If that expansion rate continues, more physicians will be needed. Currently, the state has qualified just over 1,000 physicians to recommend medical marijuana. In order to try to keep up with the growth, a law reducing both the cost and number of hours for physician certification recently went into effect.
Florida’s Office of Medical Marijuana Use hasn’t been understaffed and unable to handle the number of patients seeking access to MMJ. Officials report a backlog of up to 6,000 patients.
71% of Florida voters approved Amendment 2 last November in a ballot initiative authorizing a full-fledged MMJ program in the state. The new program builds on a previous program that was limited to CBD-only treatment and covered very few conditions.
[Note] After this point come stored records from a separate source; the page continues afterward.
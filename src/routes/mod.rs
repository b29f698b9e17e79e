mod auth;
mod health_check;
mod users;

pub use auth::{login, refresh, AuthResponse, RefreshForm};
pub use health_check::health_check;
pub use users::{current_user, get_user, UserResponse};
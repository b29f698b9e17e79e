/// Authentication module
///
/// Token signing/verification, password comparison, login and
/// refresh-token renewal.

mod claims;
mod jwt;
mod password;
mod refresh_token;
mod session;

pub use claims::{
    AccessClaims, RefreshClaims, RegisteredClaims, TokenKind, TokenPair, VerifiableClaims,
};
pub use jwt::TokenCodec;
pub use password::hash_password;
pub use password::verify_password;
pub use refresh_token::{refresh_cookie, Reissued, RefreshHandler};
pub use session::{Credentials, Session, SessionIssuer};
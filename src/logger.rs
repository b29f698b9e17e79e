use actix_web::{
    dev::{forward_ready, Service, ServiceRequest, ServiceResponse, Transform},
    Error,
};
use futures::future::LocalBoxFuture;
use log::{info, warn};
use std::rc::Rc;
use std::time::Instant;

/// Request logging middleware
///
/// Logs method, path, status and elapsed time. Headers and query strings are
/// never logged since they may carry credentials.
pub struct LoggerMiddleware;

impl<S, B> Transform<S, ServiceRequest> for LoggerMiddleware
where
    S: Service<ServiceRequest, Response = ServiceResponse<B>, Error = Error> + 'static,
    S::Future: 'static,
    B: 'static,
{
    type Response = ServiceResponse<B>;
    type Error = Error;
    type InitError = ();
    type Transform = LoggerMiddlewareService<S>;
    type Future = std::future::Ready<Result<Self::Transform, Self::InitError>>;

    fn new_transform(&self, service: S) -> Self::Future {
        std::future::ready(Ok(LoggerMiddlewareService {
            service: Rc::new(service),
        }))
    }
}

pub struct LoggerMiddlewareService<S> {
    service: Rc<S>,
}

impl<S, B> Service<ServiceRequest> for LoggerMiddlewareService<S>
where
    S: Service<ServiceRequest, Response = ServiceResponse<B>, Error = Error> + 'static,
    S::Future: 'static,
    B: 'static,
{
    type Response = ServiceResponse<B>;
    type Error = Error;
    type Future = LocalBoxFuture<'static, Result<Self::Response, Self::Error>>;

    forward_ready!(service);

    fn call(&self, req: ServiceRequest) -> Self::Future {
        let start_time = Instant::now();
        let method = req.method().to_string();
        let path = req.path().to_string();

        info!("Request started: {} {}", method, path);

        let service = self.service.clone();

        Box::pin(async move {
            let res = service.call(req).await;
            let elapsed = start_time.elapsed().as_millis();

            match &res {
                Ok(res) if res.status().is_server_error() => warn!(
                    "Request failed: {} {} - Status: {} ({}ms)",
                    method,
                    path,
                    res.status().as_u16(),
                    elapsed
                ),
                Ok(res) => info!(
                    "Request completed: {} {} - Status: {} ({}ms)",
                    method,
                    path,
                    res.status().as_u16(),
                    elapsed
                ),
                Err(e) => warn!("Request errored: {} {} - {} ({}ms)", method, path, e, elapsed),
            }

            res
        })
    }
}
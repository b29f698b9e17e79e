use sqlx::postgres::PgPoolOptions;
use std::net::TcpListener;
use std::sync::Arc;

use authgate::clock::SystemClock;
use authgate::configuration::get_configuration;
use authgate::startup::run;
use authgate::store::PgCredentialStore;
use authgate::telemetry::init_telemetry;

#[tokio::main]
async fn main() -> std::io::Result<()> {
    if let Err(e) = init_telemetry("info") {
        eprintln!("Failed to initialize telemetry: {}", e);
    }

    tracing::info!("Starting application");

    let configuration = match get_configuration() {
        Ok(config) => {
            tracing::info!("Configuration loaded successfully");
            config
        }
        Err(e) => {
            tracing::error!("Failed to read configuration: {}", e);
            return Err(std::io::Error::new(
                std::io::ErrorKind::InvalidInput,
                "Configuration error",
            ));
        }
    };

    tracing::info!("Attempting to connect to database");
    let pool = PgPoolOptions::new()
        .max_connections(5)
        .connect(&configuration.database.connection_string())
        .await
        .map_err(|e| {
            tracing::error!("Failed to create connection pool: {}", e);
            std::io::Error::new(
                std::io::ErrorKind::ConnectionRefused,
                "Database connection error",
            )
        })?;

    let address = format!(
        "{}:{}",
        configuration.application.host, configuration.application.port
    );
    let listener = TcpListener::bind(&address)?;
    tracing::info!("Server listening on: {}", address);

    let server = run(
        listener,
        Arc::new(PgCredentialStore::new(pool)),
        configuration.application,
        configuration.jwt,
        Arc::new(SystemClock),
    )?;

    server.await
}
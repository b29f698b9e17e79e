/// Bearer Guard
///
/// Validates the access token from the Authorization header and injects
/// the verified claims into request extensions for route handlers.

use actix_web::{
    dev::ServiceRequest,
    http::header::{self, HeaderMap, HeaderValue},
    HttpMessage, HttpResponse, ResponseError,
};
use std::sync::Arc;

use crate::auth::{AccessClaims, TokenCodec};
use crate::error::{AppError, AuthError};
use crate::middleware::Interceptor;

/// Guard for protected scopes
///
/// Every response passing through it carries `Vary: Authorization`.
pub struct BearerGuard {
    codec: Arc<TokenCodec>,
}

impl BearerGuard {
    pub fn new(codec: Arc<TokenCodec>) -> Self {
        Self { codec }
    }

    /// Check a raw Authorization header value.
    pub fn verify(&self, authorization: Option<&str>) -> Result<AccessClaims, AuthError> {
        let token = authorization
            .and_then(bearer_token)
            .ok_or(AuthError::MissingToken)?;

        self.codec.verify_access(token).map_err(|e| {
            tracing::warn!(error = %e, "Access token rejected");
            AuthError::from_access(&e)
        })
    }
}

/// Exactly `Bearer <token>`; anything else is treated as no token at all.
fn bearer_token(header: &str) -> Option<&str> {
    let parts: Vec<&str> = header.split(' ').collect();
    match parts.as_slice() {
        ["Bearer", token] if !token.is_empty() => Some(*token),
        _ => None,
    }
}

impl Interceptor for BearerGuard {
    fn intercept(&self, req: &ServiceRequest) -> Result<(), HttpResponse> {
        let authorization = req
            .headers()
            .get(header::AUTHORIZATION)
            .and_then(|h| h.to_str().ok());

        match self.verify(authorization) {
            Ok(claims) => {
                tracing::debug!(user_id = %claims.registered.sub, "Access token verified");
                req.extensions_mut().insert(claims);
                Ok(())
            }
            Err(e) => Err(AppError::Auth(e).error_response()),
        }
    }

    fn decorate(&self, headers: &mut HeaderMap) {
        headers.append(header::VARY, HeaderValue::from_static("Authorization"));
    }
}
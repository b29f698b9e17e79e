/// Interceptor chain middleware
///
/// Runs an ordered list of interceptors in front of a scope. Each one either
/// lets the request continue or short-circuits with its own response. Every
/// interceptor that ran also gets to decorate the final response headers.

use actix_web::{
    body::EitherBody,
    dev::{forward_ready, Service, ServiceRequest, ServiceResponse, Transform},
    http::header::HeaderMap,
    Error, HttpResponse,
};
use futures::future::LocalBoxFuture;
use std::rc::Rc;

pub trait Interceptor: 'static {
    /// `Err` stops the chain and is sent as the response.
    fn intercept(&self, req: &ServiceRequest) -> Result<(), HttpResponse>;

    fn decorate(&self, _headers: &mut HeaderMap) {}
}

#[derive(Clone, Default)]
pub struct InterceptorChain {
    interceptors: Vec<Rc<dyn Interceptor>>,
}

impl InterceptorChain {
    pub fn new() -> Self {
        Self::default()
    }

    pub fn with<I: Interceptor>(mut self, interceptor: I) -> Self {
        self.interceptors.push(Rc::new(interceptor));
        self
    }

    pub fn with_optional<I: Interceptor>(self, interceptor: Option<I>) -> Self {
        match interceptor {
            Some(interceptor) => self.with(interceptor),
            None => self,
        }
    }

    pub fn len(&self) -> usize {
        self.interceptors.len()
    }

    pub fn is_empty(&self) -> bool {
        self.interceptors.is_empty()
    }
}

impl<S, B> Transform<S, ServiceRequest> for InterceptorChain
where
    S: Service<ServiceRequest, Response = ServiceResponse<B>, Error = Error> + 'static,
    S::Future: 'static,
    B: 'static,
{
    type Response = ServiceResponse<EitherBody<B>>;
    type Error = Error;
    type InitError = ();
    type Transform = InterceptorChainService<S>;
    type Future = std::future::Ready<Result<Self::Transform, Self::InitError>>;

    fn new_transform(&self, service: S) -> Self::Future {
        std::future::ready(Ok(InterceptorChainService {
            service: Rc::new(service),
            interceptors: Rc::new(self.interceptors.clone()),
        }))
    }
}

pub struct InterceptorChainService<S> {
    service: Rc<S>,
    interceptors: Rc<Vec<Rc<dyn Interceptor>>>,
}

impl<S, B> Service<ServiceRequest> for InterceptorChainService<S>
where
    S: Service<ServiceRequest, Response = ServiceResponse<B>, Error = Error> + 'static,
    S::Future: 'static,
    B: 'static,
{
    type Response = ServiceResponse<EitherBody<B>>;
    type Error = Error;
    type Future = LocalBoxFuture<'static, Result<Self::Response, Self::Error>>;

    forward_ready!(service);

    fn call(&self, req: ServiceRequest) -> Self::Future {
        let interceptors = self.interceptors.clone();

        for (position, interceptor) in interceptors.iter().enumerate() {
            if let Err(mut response) = interceptor.intercept(&req) {
                for ran in &interceptors[..=position] {
                    ran.decorate(response.headers_mut());
                }
                let res = req.into_response(response).map_into_right_body();
                return Box::pin(async move { Ok(res) });
            }
        }

        let service = self.service.clone();
        Box::pin(async move {
            let mut res = service.call(req).await?;
            for interceptor in interceptors.iter() {
                interceptor.decorate(res.headers_mut());
            }
            Ok(res.map_into_left_body())
        })
    }
}
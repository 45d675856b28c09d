//! Tradeable instruments and price quotes.

use chrono::{DateTime, Utc};
use rust_decimal::Decimal;
use serde::{Deserialize, Serialize};

use super::round_half_up;

/// Decimal places kept for the change percentage.
pub const CHANGE_PERCENT_SCALE: u32 = 4;

/// A point-in-time quote from a quote source.
#[derive(Debug, Clone, PartialEq, Serialize, Deserialize)]
pub struct Quote {
    pub symbol: String,
    /// Last traded price
    pub current: Decimal,
    /// Previous session close
    pub previous_close: Decimal,
    pub open: Option<Decimal>,
    pub high: Option<Decimal>,
    pub low: Option<Decimal>,
    pub timestamp: DateTime<Utc>,
}

impl Quote {
    /// Create a quote with only current and previous close.
    pub fn new(symbol: impl Into<String>, current: Decimal, previous_close: Decimal) -> Self {
        Self {
            symbol: symbol.into(),
            current,
            previous_close,
            open: None,
            high: None,
            low: None,
            timestamp: Utc::now(),
        }
    }

    /// A quote is usable only with a positive current price.
    pub fn is_valid(&self) -> bool {
        self.current > Decimal::ZERO
    }
}

/// A listed security.
#[derive(Debug, Clone, PartialEq, Serialize, Deserialize)]
pub struct Instrument {
    pub symbol: String,
    pub name: String,
    current_price: Decimal,
    previous_close: Decimal,
    change_amount: Option<Decimal>,
    change_percent: Option<Decimal>,
    pub open_price: Option<Decimal>,
    pub day_high: Option<Decimal>,
    pub day_low: Option<Decimal>,
    pub sector: String,
    pub industry: String,
    pub description: Option<String>,
    pub last_updated: DateTime<Utc>,
}

impl Instrument {
    /// Create an instrument; change fields are derived immediately.
    pub fn new(
        symbol: impl Into<String>,
        name: impl Into<String>,
        current_price: Decimal,
        previous_close: Decimal,
        sector: impl Into<String>,
        industry: impl Into<String>,
    ) -> Self {
        let mut instrument = Self {
            symbol: symbol.into(),
            name: name.into(),
            current_price,
            previous_close,
            change_amount: None,
            change_percent: None,
            open_price: None,
            day_high: None,
            day_low: None,
            sector: sector.into(),
            industry: industry.into(),
            description: None,
            last_updated: Utc::now(),
        };
        instrument.recompute_change();
        instrument
    }

    pub fn with_description(mut self, description: impl Into<String>) -> Self {
        self.description = Some(description.into());
        self
    }

    pub fn current_price(&self) -> Decimal {
        self.current_price
    }

    pub fn previous_close(&self) -> Decimal {
        self.previous_close
    }

    /// `current - previous`, defined only when previous close is positive.
    pub fn change_amount(&self) -> Option<Decimal> {
        self.change_amount
    }

    /// `change / previous * 100` rounded to four places half-up.
    pub fn change_percent(&self) -> Option<Decimal> {
        self.change_percent
    }

    pub fn set_current_price(&mut self, price: Decimal) {
        self.current_price = price;
        self.last_updated = Utc::now();
        self.recompute_change();
    }

    pub fn set_previous_close(&mut self, price: Decimal) {
        self.previous_close = price;
        self.last_updated = Utc::now();
        self.recompute_change();
    }

    /// Apply a quote. Returns false, leaving the instrument untouched, if the
    /// quote has no positive price.
    pub fn apply_quote(&mut self, quote: &Quote) -> bool {
        if !quote.is_valid() {
            return false;
        }

        self.previous_close = quote.previous_close;
        self.current_price = quote.current;
        if quote.open.is_some() {
            self.open_price = quote.open;
        }
        if quote.high.is_some() {
            self.day_high = quote.high;
        }
        if quote.low.is_some() {
            self.day_low = quote.low;
        }
        self.last_updated = quote.timestamp;
        self.recompute_change();
        true
    }

    pub fn is_positive_change(&self) -> bool {
        self.change_amount.map(|c| c > Decimal::ZERO).unwrap_or(false)
    }

    pub fn is_negative_change(&self) -> bool {
        self.change_amount.map(|c| c < Decimal::ZERO).unwrap_or(false)
    }

    fn recompute_change(&mut self) {
        if self.previous_close > Decimal::ZERO {
            let change = self.current_price - self.previous_close;
            self.change_amount = Some(change);
            self.change_percent = Some(round_half_up(
                change / self.previous_close * Decimal::ONE_HUNDRED,
                CHANGE_PERCENT_SCALE,
            ));
        } else {
            self.change_amount = None;
            self.change_percent = None;
        }
    }
}
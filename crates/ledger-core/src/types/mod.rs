//! Core data types for the trading ledger.

mod instrument;
mod position;
mod summary;
mod trader;
mod transaction;

pub use instrument::{Instrument, Quote, CHANGE_PERCENT_SCALE};
pub use position::{
    round_half_up, Position, PositionChange, PositionSet, PriceSnapshot, AVERAGE_COST_SCALE,
};
pub use summary::{PortfolioSummary, PositionView};
pub use trader::{Role, Trader, TraderId};
pub use transaction::{Side, TradeOutcome, TradeRequest, Transaction};
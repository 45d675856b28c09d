//! Instrument catalog with fail-soft price refresh.

use async_trait::async_trait;
use futures::future::join_all;
use ledger_core::error::StoreError;
use ledger_core::traits::{InstrumentSource, QuoteSource};
use ledger_core::types::{Instrument, PriceSnapshot};
use parking_lot::RwLock;
use std::collections::BTreeMap;
use std::sync::Arc;
use tracing::{debug, info, warn};

use crate::listings::{default_previous_close, default_price, Listing};

/// Listed instruments keyed by symbol.
///
/// Prices are refreshed from the quote source on read. When the source
/// fails, the instrument keeps its last known price.
pub struct InstrumentBook {
    instruments: RwLock<BTreeMap<String, Instrument>>,
    source: Arc<dyn QuoteSource>,
}

impl InstrumentBook {
    /// Create an empty catalog.
    pub fn new(source: Arc<dyn QuoteSource>) -> Self {
        Self {
            instruments: RwLock::new(BTreeMap::new()),
            source,
        }
    }

    /// Name of the underlying quote source.
    pub fn source_name(&self) -> &str {
        self.source.name()
    }

    /// List `listings` if the catalog is empty.
    ///
    /// Each listing is priced from the quote source, falling back to the
    /// default price table. Returns the number of instruments created.
    pub async fn seed(&self, listings: &[Listing]) -> usize {
        if !self.is_empty() {
            debug!("Catalog already seeded");
            return 0;
        }

        info!(count = listings.len(), source = self.source.name(), "Seeding instrument catalog");

        let quotes = join_all(listings.iter().map(|l| self.source.quote(l.symbol))).await;

        let mut created = 0;
        for (listing, quote) in listings.iter().zip(quotes) {
            let instrument = match quote {
                Ok(quote) if quote.is_valid() => {
                    let mut instrument = Instrument::new(
                        listing.symbol,
                        listing.name,
                        quote.current,
                        quote.previous_close,
                        listing.sector,
                        listing.industry,
                    )
                    .with_description(format!("Real-time stock data for {}", listing.name));
                    instrument.apply_quote(&quote);
                    instrument
                }
                other => {
                    if let Err(e) = other {
                        warn!(
                            symbol = listing.symbol,
                            error = %e,
                            "Quote unavailable, listing with default price"
                        );
                    }
                    Instrument::new(
                        listing.symbol,
                        listing.name,
                        default_price(listing.symbol),
                        default_previous_close(listing.symbol),
                        listing.sector,
                        listing.industry,
                    )
                    .with_description(format!("Fallback stock data for {}", listing.name))
                }
            };

            if self.insert(instrument) {
                created += 1;
            }
        }

        created
    }

    /// Add an instrument. Returns false if the symbol is already listed.
    pub fn insert(&self, instrument: Instrument) -> bool {
        let mut instruments = self.instruments.write();
        if instruments.contains_key(&instrument.symbol) {
            return false;
        }
        instruments.insert(instrument.symbol.clone(), instrument);
        true
    }

    pub fn contains(&self, symbol: &str) -> bool {
        self.instruments.read().contains_key(symbol)
    }

    pub fn is_empty(&self) -> bool {
        self.instruments.read().is_empty()
    }

    pub fn len(&self) -> usize {
        self.instruments.read().len()
    }

    /// Last known state of an instrument, without refreshing.
    pub fn cached(&self, symbol: &str) -> Option<Instrument> {
        self.instruments.read().get(symbol).cloned()
    }

    /// All instruments ordered by symbol, without refreshing.
    pub fn list(&self) -> Vec<Instrument> {
        self.instruments.read().values().cloned().collect()
    }

    pub fn by_sector(&self, sector: &str) -> Vec<Instrument> {
        self.filter(|i| i.sector.eq_ignore_ascii_case(sector))
    }

    pub fn by_industry(&self, industry: &str) -> Vec<Instrument> {
        self.filter(|i| i.industry.eq_ignore_ascii_case(industry))
    }

    fn filter(&self, predicate: impl Fn(&Instrument) -> bool) -> Vec<Instrument> {
        self.instruments
            .read()
            .values()
            .filter(|i| predicate(i))
            .cloned()
            .collect()
    }

    /// Refresh one instrument from the quote source and return it.
    ///
    /// Returns `None` only for an unlisted symbol.
    pub async fn refresh(&self, symbol: &str) -> Option<Instrument> {
        if !self.contains(symbol) {
            return None;
        }

        // No lock is held across the oracle call
        let quote = self.source.quote(symbol).await;

        let mut instruments = self.instruments.write();
        let instrument = instruments.get_mut(symbol)?;

        match quote {
            Ok(quote) => {
                if instrument.apply_quote(&quote) {
                    debug!(symbol, price = %quote.current, "Updated price");
                } else {
                    warn!(symbol, "Ignoring quote without a positive price");
                }
            }
            Err(e) => {
                warn!(
                    symbol,
                    error = %e,
                    last_price = %instrument.current_price(),
                    "Quote refresh failed, keeping last known price"
                );
            }
        }

        Some(instrument.clone())
    }

    /// Refresh every listed instrument. Returns the number refreshed.
    pub async fn refresh_all(&self) -> usize {
        let symbols: Vec<String> = self.instruments.read().keys().cloned().collect();
        let refreshed = join_all(symbols.iter().map(|s| self.refresh(s)))
            .await
            .into_iter()
            .flatten()
            .count();

        info!(count = refreshed, "Refreshed instrument prices");
        refreshed
    }

    /// Refresh `symbols`, then read all their prices under one lock.
    pub async fn snapshot(&self, symbols: &[String]) -> PriceSnapshot {
        join_all(symbols.iter().map(|s| self.refresh(s))).await;

        let instruments = self.instruments.read();
        symbols
            .iter()
            .filter_map(|s| instruments.get(s).map(|i| (s.clone(), i.current_price())))
            .collect()
    }
}

#[async_trait]
impl InstrumentSource for InstrumentBook {
    async fn instrument(&self, symbol: &str) -> Result<Option<Instrument>, StoreError> {
        Ok(self.refresh(symbol).await)
    }

    async fn price_snapshot(&self, symbols: &[String]) -> Result<PriceSnapshot, StoreError> {
        Ok(self.snapshot(symbols).await)
    }
}
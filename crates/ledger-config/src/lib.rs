//! Configuration management.

mod settings;

pub use settings::{
    AccountSettings, AppConfig, AppSettings, LoggingConfig, QuoteProvider, QuoteSettings,
    StoreSettings,
};

use config::{Config, ConfigError, Environment, File};
use std::path::Path;

/// Load configuration from file and environment.
///
/// Environment variables use the `LEDGER` prefix with `__` between
/// segments, e.g. `LEDGER__QUOTES__PROVIDER=finnhub`.
pub fn load_config(path: &Path) -> Result<AppConfig, ConfigError> {
    let config = Config::builder()
        .add_source(File::from(path).required(true))
        .add_source(
            Environment::with_prefix("LEDGER")
                .prefix_separator("__")
                .separator("__")
                .try_parsing(true),
        )
        .build()?;

    let app: AppConfig = config.try_deserialize()?;
    app.validate()?;
    Ok(app)
}
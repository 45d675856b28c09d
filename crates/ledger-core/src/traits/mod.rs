//! Collaborator traits for the trading ledger.

mod market;
mod store;

pub use market::{InstrumentSource, QuoteSource};
pub use store::{AccountStore, LedgerHistory, PositionStore, TradeCommit, TradeStore};
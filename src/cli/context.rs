//! Wiring of store, market and services from configuration.

use anyhow::{Context, Result};
use ledger_config::{AppConfig, QuoteProvider, QuoteSettings};
use ledger_core::traits::QuoteSource;
use ledger_core::types::Trader;
use ledger_engine::{AccountPolicy, AccountService, NewTrader, TradingEngine};
use ledger_market::{
    FinnhubConfig, FinnhubQuoteSource, InstrumentBook, StaticQuoteSource, DEFAULT_LISTINGS,
};
use ledger_store::MemoryStore;
use std::sync::Arc;
use tracing::{debug, info};

/// Everything a command needs, built once per process.
pub struct Ledger {
    pub store: Arc<MemoryStore>,
    pub book: Arc<InstrumentBook>,
    pub engine: TradingEngine<MemoryStore>,
    pub accounts: AccountService<MemoryStore>,
}

impl Ledger {
    /// Open the configured store, seed the catalog and bootstrap the admin.
    pub async fn open(config: AppConfig) -> Result<Self> {
        let store = match &config.store.snapshot_path {
            Some(path) => MemoryStore::open(path)
                .with_context(|| format!("Failed to open ledger snapshot {}", path.display()))?,
            None => MemoryStore::new(),
        };
        let source = quote_source(&config.quotes)?;
        Self::assemble(&config, Arc::new(store), source).await
    }

    /// Build a ledger on explicit parts.
    pub async fn assemble(
        config: &AppConfig,
        store: Arc<MemoryStore>,
        source: Arc<dyn QuoteSource>,
    ) -> Result<Self> {
        let book = Arc::new(InstrumentBook::new(source));
        let seeded = book.seed(&DEFAULT_LISTINGS).await;
        debug!(seeded, source = book.source_name(), "Instrument catalog ready");

        let engine = TradingEngine::new(store.clone(), book.clone());
        let policy = AccountPolicy {
            initial_balance: config.accounts.initial_balance,
            admin_balance: config.accounts.admin_balance,
        };
        let accounts = AccountService::new(store.clone(), engine.locks().clone(), policy);

        let admin = accounts
            .ensure_admin(NewTrader::new(
                &config.accounts.admin_username,
                &config.accounts.admin_email,
                "System",
                "Administrator",
            ))
            .await
            .context("Failed to bootstrap admin account")?;
        debug!(admin = %admin.username, "Admin account ready");

        Ok(Self {
            store,
            book,
            engine,
            accounts,
        })
    }

    /// Resolve a trader by username.
    pub async fn trader(&self, username: &str) -> Result<Trader> {
        self.accounts
            .find_by_username(username)
            .await?
            .with_context(|| format!("No trader named '{}'", username))
    }
}

fn quote_source(settings: &QuoteSettings) -> Result<Arc<dyn QuoteSource>> {
    match settings.provider {
        QuoteProvider::Static => Ok(Arc::new(StaticQuoteSource::with_default_prices())),
        QuoteProvider::Finnhub => {
            let config = FinnhubConfig::from_env(
                &settings.api_key_env,
                settings.base_url.clone(),
                settings.timeout(),
            )
            .context("Finnhub quotes require an API key")?;
            info!(base_url = %config.base_url, "Using Finnhub quotes");
            Ok(Arc::new(FinnhubQuoteSource::new(config)?))
        }
    }
}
Currently, only 19 dispensaries have opened in Florida. The law allows for 17 vertically integrated medical cannabis producers. Each producer is allowed to open 25 dispensaries. Four more licenses will be issued and existing licensees will be allowed to open another four dispensaries for every additional 100,000 patients who register in the program. To date, 12 MMJ licenses have been issued.
Florida’s newly expanded program launched this past June, after half a year of squabbling over the details. In a controversial move, lawmakers axed some of the more popular pieces of the legislation. Final rules prohibit smokable cannabis and cultivation rights. Both of those decisions are being contested via lawsuits against the state.
Before Florida’s CBD-only program was expanded, the state had about 17,000 patients. By the end of October, that number was already up to 46,952. Ben Pollara, executive director of Florida for Care, expects patient counts to reach 100,000 by March or April 2018.